*** GIVEN RECORDS Section Begins ***
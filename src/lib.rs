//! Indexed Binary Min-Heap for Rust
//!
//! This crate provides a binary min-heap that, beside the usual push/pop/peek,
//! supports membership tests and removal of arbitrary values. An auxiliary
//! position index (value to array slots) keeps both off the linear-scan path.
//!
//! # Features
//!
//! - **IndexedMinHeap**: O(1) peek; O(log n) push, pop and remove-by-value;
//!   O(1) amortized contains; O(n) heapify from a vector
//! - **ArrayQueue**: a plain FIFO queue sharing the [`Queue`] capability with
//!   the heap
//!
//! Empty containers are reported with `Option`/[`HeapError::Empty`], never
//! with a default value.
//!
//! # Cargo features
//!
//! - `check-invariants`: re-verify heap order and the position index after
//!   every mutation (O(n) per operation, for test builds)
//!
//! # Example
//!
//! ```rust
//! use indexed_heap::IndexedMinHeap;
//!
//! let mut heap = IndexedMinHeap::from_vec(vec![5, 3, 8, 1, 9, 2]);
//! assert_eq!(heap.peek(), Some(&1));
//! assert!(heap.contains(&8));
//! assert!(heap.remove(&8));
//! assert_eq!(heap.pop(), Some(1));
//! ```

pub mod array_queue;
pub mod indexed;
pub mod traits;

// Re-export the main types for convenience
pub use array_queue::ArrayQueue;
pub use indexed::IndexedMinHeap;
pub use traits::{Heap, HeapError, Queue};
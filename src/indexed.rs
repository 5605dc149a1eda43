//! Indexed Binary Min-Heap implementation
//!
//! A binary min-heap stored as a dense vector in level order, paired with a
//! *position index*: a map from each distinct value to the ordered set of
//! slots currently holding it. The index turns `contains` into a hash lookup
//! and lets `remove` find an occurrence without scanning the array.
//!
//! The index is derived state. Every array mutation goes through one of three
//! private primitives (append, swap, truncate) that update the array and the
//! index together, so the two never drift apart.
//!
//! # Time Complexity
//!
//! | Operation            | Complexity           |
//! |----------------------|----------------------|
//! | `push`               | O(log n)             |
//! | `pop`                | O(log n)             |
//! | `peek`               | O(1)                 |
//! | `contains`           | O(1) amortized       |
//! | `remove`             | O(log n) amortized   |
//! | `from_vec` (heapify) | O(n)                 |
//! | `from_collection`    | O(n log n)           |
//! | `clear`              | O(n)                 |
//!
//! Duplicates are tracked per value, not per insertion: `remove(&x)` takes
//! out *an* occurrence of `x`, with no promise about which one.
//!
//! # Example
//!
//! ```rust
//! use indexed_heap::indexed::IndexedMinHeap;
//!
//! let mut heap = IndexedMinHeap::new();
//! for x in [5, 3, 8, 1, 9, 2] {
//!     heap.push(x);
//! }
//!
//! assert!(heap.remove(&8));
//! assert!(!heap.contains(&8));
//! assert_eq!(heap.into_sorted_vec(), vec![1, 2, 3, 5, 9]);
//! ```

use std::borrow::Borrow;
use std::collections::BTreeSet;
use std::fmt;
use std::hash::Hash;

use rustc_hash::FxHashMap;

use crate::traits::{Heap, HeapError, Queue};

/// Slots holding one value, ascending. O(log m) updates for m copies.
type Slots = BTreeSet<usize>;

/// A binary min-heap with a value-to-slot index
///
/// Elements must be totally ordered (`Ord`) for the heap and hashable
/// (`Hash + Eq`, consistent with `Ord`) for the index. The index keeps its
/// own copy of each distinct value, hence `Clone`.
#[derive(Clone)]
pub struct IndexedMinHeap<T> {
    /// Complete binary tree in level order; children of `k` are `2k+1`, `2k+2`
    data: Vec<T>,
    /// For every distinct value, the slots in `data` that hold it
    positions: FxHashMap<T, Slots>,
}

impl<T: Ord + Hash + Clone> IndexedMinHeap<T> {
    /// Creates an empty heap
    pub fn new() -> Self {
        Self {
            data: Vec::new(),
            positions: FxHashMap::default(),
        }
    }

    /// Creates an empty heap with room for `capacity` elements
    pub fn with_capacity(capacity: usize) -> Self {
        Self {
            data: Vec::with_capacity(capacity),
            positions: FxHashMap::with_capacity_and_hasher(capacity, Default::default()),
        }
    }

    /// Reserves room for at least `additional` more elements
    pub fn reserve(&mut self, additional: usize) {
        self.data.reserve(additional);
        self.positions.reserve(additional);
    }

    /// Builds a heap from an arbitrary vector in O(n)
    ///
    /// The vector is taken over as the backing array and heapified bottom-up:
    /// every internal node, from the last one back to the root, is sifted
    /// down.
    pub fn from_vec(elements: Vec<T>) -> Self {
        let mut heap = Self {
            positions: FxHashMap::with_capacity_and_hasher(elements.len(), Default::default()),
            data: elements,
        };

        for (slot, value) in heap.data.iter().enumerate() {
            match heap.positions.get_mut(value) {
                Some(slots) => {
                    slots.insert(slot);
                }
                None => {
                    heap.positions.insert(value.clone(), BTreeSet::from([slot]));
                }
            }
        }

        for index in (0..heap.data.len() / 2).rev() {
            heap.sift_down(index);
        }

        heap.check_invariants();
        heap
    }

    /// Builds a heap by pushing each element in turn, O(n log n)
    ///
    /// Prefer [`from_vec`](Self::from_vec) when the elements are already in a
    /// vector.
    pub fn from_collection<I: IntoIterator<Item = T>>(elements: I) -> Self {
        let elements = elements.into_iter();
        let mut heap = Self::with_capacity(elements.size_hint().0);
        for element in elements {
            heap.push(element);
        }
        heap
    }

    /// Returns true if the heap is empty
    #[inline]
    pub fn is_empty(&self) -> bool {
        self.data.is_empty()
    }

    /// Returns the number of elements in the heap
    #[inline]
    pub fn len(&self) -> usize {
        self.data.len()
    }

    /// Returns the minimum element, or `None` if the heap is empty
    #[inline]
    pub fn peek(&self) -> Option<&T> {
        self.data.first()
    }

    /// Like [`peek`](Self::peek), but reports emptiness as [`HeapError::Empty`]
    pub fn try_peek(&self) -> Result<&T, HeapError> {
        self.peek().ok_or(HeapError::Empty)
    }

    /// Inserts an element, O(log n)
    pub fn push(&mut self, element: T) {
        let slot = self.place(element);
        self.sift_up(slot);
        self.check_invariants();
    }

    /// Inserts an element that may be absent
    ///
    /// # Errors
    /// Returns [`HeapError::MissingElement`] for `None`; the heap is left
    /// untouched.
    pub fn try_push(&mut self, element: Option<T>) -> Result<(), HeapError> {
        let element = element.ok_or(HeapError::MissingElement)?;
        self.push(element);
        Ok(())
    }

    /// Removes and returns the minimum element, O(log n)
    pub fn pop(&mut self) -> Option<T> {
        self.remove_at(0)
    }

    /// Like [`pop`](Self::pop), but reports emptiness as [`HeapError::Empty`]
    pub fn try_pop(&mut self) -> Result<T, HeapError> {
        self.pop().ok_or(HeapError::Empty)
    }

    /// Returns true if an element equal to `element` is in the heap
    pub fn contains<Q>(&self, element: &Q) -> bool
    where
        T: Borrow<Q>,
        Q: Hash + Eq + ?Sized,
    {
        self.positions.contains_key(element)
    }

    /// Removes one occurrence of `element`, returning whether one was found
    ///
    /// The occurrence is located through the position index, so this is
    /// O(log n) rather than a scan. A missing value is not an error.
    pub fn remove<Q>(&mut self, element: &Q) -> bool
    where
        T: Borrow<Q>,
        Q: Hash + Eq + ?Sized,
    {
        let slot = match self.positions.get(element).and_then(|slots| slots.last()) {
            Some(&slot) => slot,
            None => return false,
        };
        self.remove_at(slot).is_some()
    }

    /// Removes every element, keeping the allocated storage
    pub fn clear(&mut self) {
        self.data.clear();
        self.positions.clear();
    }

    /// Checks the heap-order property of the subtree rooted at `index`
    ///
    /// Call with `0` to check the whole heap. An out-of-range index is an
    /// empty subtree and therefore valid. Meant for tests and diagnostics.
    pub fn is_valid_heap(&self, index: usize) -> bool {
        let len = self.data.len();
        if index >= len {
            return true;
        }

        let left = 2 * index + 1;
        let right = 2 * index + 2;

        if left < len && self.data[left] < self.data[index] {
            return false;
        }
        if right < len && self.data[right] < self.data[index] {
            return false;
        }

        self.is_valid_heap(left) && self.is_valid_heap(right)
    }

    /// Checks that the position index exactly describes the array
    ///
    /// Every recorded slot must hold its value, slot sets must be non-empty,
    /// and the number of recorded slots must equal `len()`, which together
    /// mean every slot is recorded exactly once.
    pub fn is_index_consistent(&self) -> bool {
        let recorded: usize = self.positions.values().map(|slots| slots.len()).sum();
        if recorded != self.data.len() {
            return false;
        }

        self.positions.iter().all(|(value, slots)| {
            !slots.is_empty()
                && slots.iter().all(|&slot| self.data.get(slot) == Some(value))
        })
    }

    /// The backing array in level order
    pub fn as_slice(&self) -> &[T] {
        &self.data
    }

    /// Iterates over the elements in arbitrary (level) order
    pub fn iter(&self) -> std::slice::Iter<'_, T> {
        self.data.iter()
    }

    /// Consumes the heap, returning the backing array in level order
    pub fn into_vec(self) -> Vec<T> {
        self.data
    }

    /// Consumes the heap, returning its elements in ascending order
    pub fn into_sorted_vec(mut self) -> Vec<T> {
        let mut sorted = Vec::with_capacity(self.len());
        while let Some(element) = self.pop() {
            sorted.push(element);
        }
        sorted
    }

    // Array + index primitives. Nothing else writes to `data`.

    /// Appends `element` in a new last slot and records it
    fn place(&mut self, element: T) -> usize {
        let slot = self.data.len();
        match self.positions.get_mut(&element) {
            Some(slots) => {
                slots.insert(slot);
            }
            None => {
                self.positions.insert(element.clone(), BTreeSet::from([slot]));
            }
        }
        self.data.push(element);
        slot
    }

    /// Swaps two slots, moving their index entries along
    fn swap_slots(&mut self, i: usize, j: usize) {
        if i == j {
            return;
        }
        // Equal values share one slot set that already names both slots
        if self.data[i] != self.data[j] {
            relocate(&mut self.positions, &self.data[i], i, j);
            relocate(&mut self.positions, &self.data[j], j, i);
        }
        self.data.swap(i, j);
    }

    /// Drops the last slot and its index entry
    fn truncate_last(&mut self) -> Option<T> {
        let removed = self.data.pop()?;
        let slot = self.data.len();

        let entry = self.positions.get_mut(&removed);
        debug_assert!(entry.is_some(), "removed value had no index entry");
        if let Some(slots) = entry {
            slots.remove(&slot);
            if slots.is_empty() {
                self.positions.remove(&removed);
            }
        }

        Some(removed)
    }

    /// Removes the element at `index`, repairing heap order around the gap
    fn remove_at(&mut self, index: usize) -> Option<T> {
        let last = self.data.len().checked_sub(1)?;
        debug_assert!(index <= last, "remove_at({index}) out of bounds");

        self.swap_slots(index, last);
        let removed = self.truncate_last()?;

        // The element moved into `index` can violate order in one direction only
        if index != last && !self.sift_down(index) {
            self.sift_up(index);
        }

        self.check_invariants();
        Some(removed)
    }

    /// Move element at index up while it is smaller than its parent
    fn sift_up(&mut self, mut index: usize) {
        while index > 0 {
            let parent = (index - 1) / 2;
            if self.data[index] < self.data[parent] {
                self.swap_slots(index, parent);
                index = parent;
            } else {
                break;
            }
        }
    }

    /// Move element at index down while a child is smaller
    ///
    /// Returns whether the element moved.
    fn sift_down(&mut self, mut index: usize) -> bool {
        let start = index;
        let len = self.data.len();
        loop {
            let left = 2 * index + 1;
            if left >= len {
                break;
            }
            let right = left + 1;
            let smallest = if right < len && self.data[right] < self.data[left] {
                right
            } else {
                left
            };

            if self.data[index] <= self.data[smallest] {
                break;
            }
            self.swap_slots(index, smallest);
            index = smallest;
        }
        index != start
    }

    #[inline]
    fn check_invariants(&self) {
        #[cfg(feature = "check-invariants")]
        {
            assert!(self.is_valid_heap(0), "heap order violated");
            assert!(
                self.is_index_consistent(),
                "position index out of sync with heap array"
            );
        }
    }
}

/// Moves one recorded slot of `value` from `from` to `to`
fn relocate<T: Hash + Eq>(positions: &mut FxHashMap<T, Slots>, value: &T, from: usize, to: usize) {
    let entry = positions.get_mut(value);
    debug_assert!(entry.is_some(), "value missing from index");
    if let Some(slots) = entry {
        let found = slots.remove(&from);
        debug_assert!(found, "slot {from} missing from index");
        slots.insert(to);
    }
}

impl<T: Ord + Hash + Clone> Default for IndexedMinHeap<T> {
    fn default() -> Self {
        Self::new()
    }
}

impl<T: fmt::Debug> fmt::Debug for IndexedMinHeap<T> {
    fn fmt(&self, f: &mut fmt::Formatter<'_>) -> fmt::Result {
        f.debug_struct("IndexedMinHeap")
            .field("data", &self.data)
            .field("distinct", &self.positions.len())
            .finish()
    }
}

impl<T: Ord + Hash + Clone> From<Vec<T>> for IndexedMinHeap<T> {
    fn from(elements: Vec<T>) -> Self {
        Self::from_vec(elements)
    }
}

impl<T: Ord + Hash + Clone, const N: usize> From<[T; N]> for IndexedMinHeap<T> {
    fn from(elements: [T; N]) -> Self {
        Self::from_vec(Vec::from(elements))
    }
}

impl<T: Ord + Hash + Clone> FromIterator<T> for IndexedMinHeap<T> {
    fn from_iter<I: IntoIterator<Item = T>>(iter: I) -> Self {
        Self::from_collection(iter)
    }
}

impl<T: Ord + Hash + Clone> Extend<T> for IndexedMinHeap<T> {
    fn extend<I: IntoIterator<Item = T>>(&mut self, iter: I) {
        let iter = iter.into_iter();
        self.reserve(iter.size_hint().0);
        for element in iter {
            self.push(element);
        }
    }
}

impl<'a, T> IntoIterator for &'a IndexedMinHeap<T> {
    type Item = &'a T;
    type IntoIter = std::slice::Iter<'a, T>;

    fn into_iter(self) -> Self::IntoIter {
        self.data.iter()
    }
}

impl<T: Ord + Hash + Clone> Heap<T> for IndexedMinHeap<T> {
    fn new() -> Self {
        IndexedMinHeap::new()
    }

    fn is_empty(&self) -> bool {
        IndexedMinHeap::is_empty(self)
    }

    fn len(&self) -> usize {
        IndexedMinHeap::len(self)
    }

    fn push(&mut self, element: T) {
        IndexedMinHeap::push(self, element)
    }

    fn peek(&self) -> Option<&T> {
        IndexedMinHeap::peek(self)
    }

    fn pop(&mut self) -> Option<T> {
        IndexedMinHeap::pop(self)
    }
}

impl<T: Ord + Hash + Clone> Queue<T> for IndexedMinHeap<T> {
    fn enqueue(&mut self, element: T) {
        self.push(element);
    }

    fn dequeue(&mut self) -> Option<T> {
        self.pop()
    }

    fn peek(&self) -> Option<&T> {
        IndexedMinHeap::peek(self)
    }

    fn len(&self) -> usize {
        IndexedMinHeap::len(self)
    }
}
*** GIVEN RECORDS Section Ends ***
TASK INSTRUCTIONS: Extract the lines of the preceding material that run from the line with "pub fn reserve(&mut" through the line with "pub fn push(&mut", inclusive, reproducing them exactly and adding nothing.

RESULT:
    pub fn reserve(&mut self, additional: usize) {
        self.data.reserve(additional);
        self.positions.reserve(additional);
    }

    /// Builds a heap from an arbitrary vector in O(n)
    ///
    /// The vector is taken over as the backing array and heapified bottom-up:
    /// every internal node, from the last one back to the root, is sifted
    /// down.
    pub fn from_vec(elements: Vec<T>) -> Self {
        let mut heap = Self {
            positions: FxHashMap::with_capacity_and_hasher(elements.len(), Default::default()),
            data: elements,
        };

        for (slot, value) in heap.data.iter().enumerate() {
            match heap.positions.get_mut(value) {
                Some(slots) => {
                    slots.insert(slot);
                }
                None => {
                    heap.positions.insert(value.clone(), BTreeSet::from([slot]));
                }
            }
        }

        for index in (0..heap.data.len() / 2).rev() {
            heap.sift_down(index);
        }

        heap.check_invariants();
        heap
    }

    /// Builds a heap by pushing each element in turn, O(n log n)
    ///
    /// Prefer [`from_vec`](Self::from_vec) when the elements are already in a
    /// vector.
    pub fn from_collection<I: IntoIterator<Item = T>>(elements: I) -> Self {
        let elements = elements.into_iter();
        let mut heap = Self::with_capacity(elements.size_hint().0);
        for element in elements {
            heap.push(element);
        }
        heap
    }

    /// Returns true if the heap is empty
    #[inline]
    pub fn is_empty(&self) -> bool {
        self.data.is_empty()
    }

    /// Returns the number of elements in the heap
    #[inline]
    pub fn len(&self) -> usize {
        self.data.len()
    }

    /// Returns the minimum element, or `None` if the heap is empty
    #[inline]
    pub fn peek(&self) -> Option<&T> {
        self.data.first()
    }

    /// Like [`peek`](Self::peek), but reports emptiness as [`HeapError::Empty`]
    pub fn try_peek(&self) -> Result<&T, HeapError> {
        self.peek().ok_or(HeapError::Empty)
    }

    /// Inserts an element, O(log n)
    pub fn push(&mut self, element: T) {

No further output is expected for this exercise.